Wednesday, August 25th, 2010 | Author:

It’s been a long couple weeks, but I’m finally getting back on my feet.  Turns out that a new thyroid medication was reeking havoc with my fibromyalgia, causing overdose symptoms.  Eewww!!  Anyhow, that’s done and here I am to thank all of you for your prayers and notes of encouragement.  It’s nice to know you’ve got my back.  :)   I’ve got some catching up to do, but I hope to make the rounds in the next few days.

I recently had a discussion on a Christian forum I joined earlier this summer.  The other party’s most recent post included the following, in reference to the pledge of allegiance, which he insists is a prayer:

Indivisible means we can never be separated from our God who rules over us.

While I agree that individual, born-again believers cannot be separated from God, regular readers who have seen my many, many posts about various aspects of church and state will know that I don’t count America, the nation, in that number.

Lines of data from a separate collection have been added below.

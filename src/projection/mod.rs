//! Pension projection: capital accumulation, conversion, valuation and deferral

mod engine;
mod estimate;
pub mod accumulation;
pub mod conversion;
pub mod deferral;
pub mod trajectory;
pub mod valuation;

pub use engine::{PensionEngine, EngineConfig};
pub use estimate::{PensionEstimate, CalculationDetails, SimulationRun, SimulationOutcome, LedgerSummary};
pub use accumulation::{AccumulationRow, ContributionPhase};
pub use deferral::{DeferralBenefit, DEFERRAL_HORIZONS};
pub use trajectory::TrajectoryPoint;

At the mini level, “indivisible” was included by Bellamy when he wrote the pledge in 1892, not because our country couldn’t be separated from God, but to reinforce the notion that America is “One Nation which the Civil War was fought to prove.”

At the macro level, while our country may or may not have been formed as “the direct result of the providence of God,” I find it impossible to believe that God is currently directing our government to murder over 50 million unborn babies or thousands of innocent civilians in Iraq and Afghanistan.  There is an immeasurable difference between God and America, and I believe strongly that we will be required to choose which is first in our lives.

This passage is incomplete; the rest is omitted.